Trails and chutes that may be visible but are not depicted due to space limitations include Bat Cave, Zip, Sweet, Dew Drop, Down & Out, Breezeway, Black Diamond, No Turning Back, and others.
|Bat Cave||East Side||Not so much a trail as a connector between Jackson Standard and Runaway. Not usually groomed.|
|Big Dipper||West Side||A true favorite at Black. Drops off Valley View. Narrow and challenging, with one very short but steeeep section. It is usually always groomed and can be handled by most high-end intermediates when it is. Novices and lower intermediates should not use this trail.
Looking down at a skier just about to disappear over the “big dip” in Big Dipper.
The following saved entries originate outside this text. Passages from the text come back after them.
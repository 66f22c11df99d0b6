// Copyright 2021 Datafuse Labs.
//
// Licensed under the Apache License, Version 2.0 (the "License");
// you may not use this file except in compliance with the License.
// You may obtain a copy of the License at
//
//     http://www.apache.org/licenses/LICENSE-2.0
//
// Unless required by applicable law or agreed to in writing, software
// distributed under the License is distributed on an "AS IS" BASIS,
// WITHOUT WARRANTIES OR CONDITIONS OF ANY KIND, either express or implied.
// See the License for the specific language governing permissions and
// limitations under the License.

use std::fmt::Debug;

use common_exception::Result;
use sled::IVec;

use crate::SledOrderedSerde;
use crate::SledSerde;

/// A `SledKeySpace` is a virtual column family inside one sled::Tree: every
/// key is prefixed with one identifying byte, so several key spaces share a
/// tree, and a batch spanning key spaces commits atomically.
pub trait SledKeySpace {
    const PREFIX: u8;
    const NAME: &'static str;

    type K: SledOrderedSerde + Debug;
    type V: SledSerde;

    fn serialize_key(k: &Self::K) -> Result<IVec> {
        let b = k.ser()?;
        let mut buf = Vec::with_capacity(1 + b.len());
        buf.push(Self::PREFIX);
        buf.extend_from_slice(b.as_ref());
        Ok(buf.into())
    }

    fn deserialize_key<T: AsRef<[u8]>>(iv: T) -> Result<Self::K> {
        Self::K::de(&iv.as_ref()[1..])
    }

    fn serialize_value(v: &Self::V) -> Result<IVec> {
        v.ser()
    }

    fn deserialize_value<T: AsRef<[u8]>>(iv: T) -> Result<Self::V> {
        Self::V::de(iv)
    }

    /// The half-open byte range `[PREFIX, PREFIX+1)` covering this key space.
    fn span() -> (Vec<u8>, Vec<u8>) {
        (vec![Self::PREFIX], vec![Self::PREFIX + 1])
    }
}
Photo taken on a day with plenty of snow; even though the trail had been groomed it skied as if ungroomed.
|Black Beauty||East Side||Marquee novice route off the triple chair. Meanders through the woods, width and pitch varies. Quite a pleasure for novice skiers. Continues as Lower Black Beauty. Snowmaking. It is usually always groomed.
entering Black Beauty at the end of another fantastic day at Black Mountain…notice the smile!
|Black Forest||East Side||Short tree skiing section connects Black Beauty to Sweet Dreams. Trees are a bit tight, but the pitch is not steep. Sort of an interesting boulder in the middle of it. Never groomed, but seldom open.
entry from Black Beauty
|Beauty Loop||East Side||Brief segment off Black Beauty that connects to Sugarbush or dumps back into Black Beauty, whichever the skier chooses. Easy pleasurable cruise. It is usually always groomed.|
|Black Diamond||West Side||Like Maple Glades just above it, this is a natural barrier of trees and rocks between the lower portion of Maple Slalom and Roller Coaster. Consists of one large boulder, a bunch of trees, and a pile of rocks. When the snow dumps, you can ski it. Kind of.|
|Bob-A-Link||West Side||West Side’s long winding road, accessed from Upper Speedwell or Valley View, and serves as the runout for Lower Speedwell. Although it has some tight turns, can easily be managed by all but the lowest level novice. Has an old-fashioned uphill section just above the top of the Platter Pull; this is the sort of thing most ski areas bulldoze and is one of the reasons we love Black Mt. Bob-A-Link is usually groomed.|
|Breezeway||East Side/ under Triple||Connector between Upper Jackson Standard to Down Under. If you work at it, you can manage to cross clear over to Valley View, although it doesn’t appear that way on the trail map. This is another of those famous Black Mt. quick ways that would be roped off almost anywhere else. Short, narrow, flat, ungroomed.|
|Carter Notch Glades||Summit||Cliff and trees on the right hand side of Upper Maple Slalom, after the first pitch. Just plain nasty. If you have friends who dismiss Black as an “intermediate mountain,” do me a favor and point them into Carter Notch Glades.|
|Chute||East Side||This is the trail immediately off the triple chair, parallels the chair down to Drop Off/Jackson Standard. Although it is frequently groomed it is narrow, often icy and shouldn’t usually be attempted by low level intermediates.|
|Davis||West Side||Easy rolling cruiser that collects West Side traffic from Big Dipper and a few others. Used to move from West Side/Platter Pull to Triple. Usually groomed.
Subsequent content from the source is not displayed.